Second, Lundström projects the costs to countries outside of Sweden by converting costs in Swedish Krona to adjusted costs in other countries, in their currency, by multiplying Swedish costs by a PPP multiplier (Lundstrom et al’s supplemental Table I). PPP is used by economists to adjust for cost of living. We would not need PPP if most word trade involved easily (relatively cheaply) transported, nonperishable items such as cameras or CT scanners; the cost of an expensive SLR camera in Stockholm will be pretty close to the cost of the same camera bought in New York after converting the currency from dollars to Krona. Many costs of daily living are more perishable and less easily transported: buying a meal, renting an apartment, getting medical care, or having hair cut. To adjust for cost of living in different parts of the world, economists in different regions buy a market basket of food, shelter, a haircut, and other common purchases needed for living. Healthcare costs are a very small part of this PPP market basket. From the costs of items in this market basket, economists calculate PPP. With tongue partly in cheek, economists sometimes use an even simpler index that looks only at purchasing food: the “Big Mac Index,” a “market basket” of one item, a McDonald’s Big Mac.2
Health expenses track differently from the overall cost of the PPP market basket. Comparatively, a Big Mac is reasonably priced in the United States and Canada; health care is expensive. We have reproduced data from supplemental Table I of their article for 6 countries. We have added 4 new columns: exchange rate, Big Mac Index,2 and stroke (spastic and not) costs converted back to dollars. The Big Mac Index is the cost, in US dollars, of a Big Mac in that country. Additionally, for each adjusted stroke cost in local currency, we converted those costs to US dollars. To calculate stroke costs in dollars, we used the exchange rate on January 30, 2009, taken from the same article in The Economist that reported the Big Mac Index.2 We note that although the methods of calculating costs differ, the stroke costs for Denmark projected by Lundström seem higher than costs actually measured recently ($12 150/patient in direct costs for all strokes).3 Denmark’s economy resembles Sweden’s in many ways; we would anticipate even greater disparity between real costs and those modeled on supplemental Table I for the United States and other countries with medical economies that differ more markedly from Sweden’s. Because of the PPP conversion, Lundström’s supplemental Table I suggests that stroke care costs in the United States and Canada are relatively inexpensive, whereas we know that those 2 countries actually have comparatively high healthcare costs. If we used exchange rates from late 2009, which reflect the recent devaluation of the US dollar, there would be an even greater disparity between real costs for caring for strokes in the United States and the costs projected by Lundstrom’s method.

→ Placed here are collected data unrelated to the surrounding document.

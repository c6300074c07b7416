//! Database connection management with pragma configuration.
//!
//! This module handles opening the SQLite database that backs all named
//! cache stores, applying required pragmas for performance and
//! concurrency (WAL mode), and running migrations.

use super::migrations;
use crate::Error;
use std::path::Path;
use tokio_rusqlite::Connection;

/// Cache database handle.
///
/// Wraps a tokio-rusqlite Connection that runs database operations on a
/// background thread. The connection's call queue serializes writes, so
/// individual key operations are atomic without extra locking.
#[derive(Clone, Debug)]
pub struct CacheDb {
    pub(crate) conn: Connection,
}

impl CacheDb {
    /// Open a database at the specified path.
    ///
    /// Creates the file if it doesn't exist, applies performance pragmas,
    /// and runs any pending migrations.
    pub async fn open(path: impl AsRef<Path>) -> Result<Self, Error> {
        let conn = Connection::open(path).await.map_err(|e| Error::Database(e.into()))?;
        Self::init(conn).await
    }

    /// Open an in-memory database for testing.
    pub async fn open_in_memory() -> Result<Self, Error> {
        let conn = Connection::open_in_memory()
            .await
            .map_err(|e| Error::Database(e.into()))?;
        Self::init(conn).await
    }

    async fn init(conn: Connection) -> Result<Self, Error> {
        conn.call(|conn| {
            conn.execute_batch(
                "PRAGMA journal_mode=WAL;
                 PRAGMA synchronous=NORMAL;
                 PRAGMA temp_store=MEMORY;
                 PRAGMA foreign_keys=ON;",
            )?;
            Ok(())
        })
        .await
        .map_err(Error::Database)?;

        migrations::run(&conn).await?;

        Ok(Self { conn })
    }
}
//! Entry-count bounding for a single store.

use super::connection::CacheDb;
use crate::Error;
use tokio_rusqlite::params;

impl CacheDb {
    /// Evict oldest entries until the store holds at most `max_entries`.
    ///
    /// Count and delete run inside one connection call, so a store that
    /// shrinks concurrently cannot push the delete below the cap; an
    /// already-deleted row simply doesn't match. Returns the number of
    /// evicted entries.
    ///
    /// Intended to run as detached maintenance after a put; callers on
    /// the response path should not await it.
    pub async fn trim(&self, store: &str, max_entries: usize) -> Result<u64, Error> {
        let label = store.to_string();
        let store = store.to_string();
        let max = max_entries as i64;
        let deleted = self
            .conn
            .call(move |conn| -> Result<u64, Error> {
                let count: i64 = conn.query_row(
                    "SELECT COUNT(*) FROM entries WHERE store = ?1",
                    params![store],
                    |row| row.get(0),
                )?;
                if count <= max {
                    return Ok(0);
                }

                let excess = count - max;
                let deleted = conn.execute(
                    "DELETE FROM entries WHERE id IN (
                        SELECT id FROM entries WHERE store = ?1 ORDER BY id ASC LIMIT ?2
                    )",
                    params![store, excess],
                )?;
                Ok(deleted as u64)
            })
            .await
            .map_err(Error::from)?;

        if deleted > 0 {
            tracing::debug!(store = %label, max_entries, deleted, "trimmed cache store");
        }
        Ok(deleted)
    }
}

International comparison of healthcare costs is desirable; a tool for adjusting by cost of living would be helpful. Using PPP to adjust healthcare costs does not seem helpful. Pharmacological treatment of spasticity might be beneficial for many reasons.
The opinions in this editorial are not necessarily those of the editors or of the American Heart Association.
Lundström E, Smits A, Borg J, Terént A. Fourfold increase in direct costs of stroke survivors with spasticity compared with stroke survivors without spasticity: the first year after the event. Stroke. 2010; 41: 319–324.
Available at: http://www.economist.com/markets/indicators/displaystory.cfm?story_id=E1_TPDVVGVD&source=login_payBarrier#footnote1.
Jørgensen HS, Nakayama H, Raaschou HO, Olsen TS. Acute stroke care and rehabilitation: an analysis of the direct cost and its clinical and social determinants: the Copenhagen Stroke Study. Stroke. 2008; 39: 3029–3035.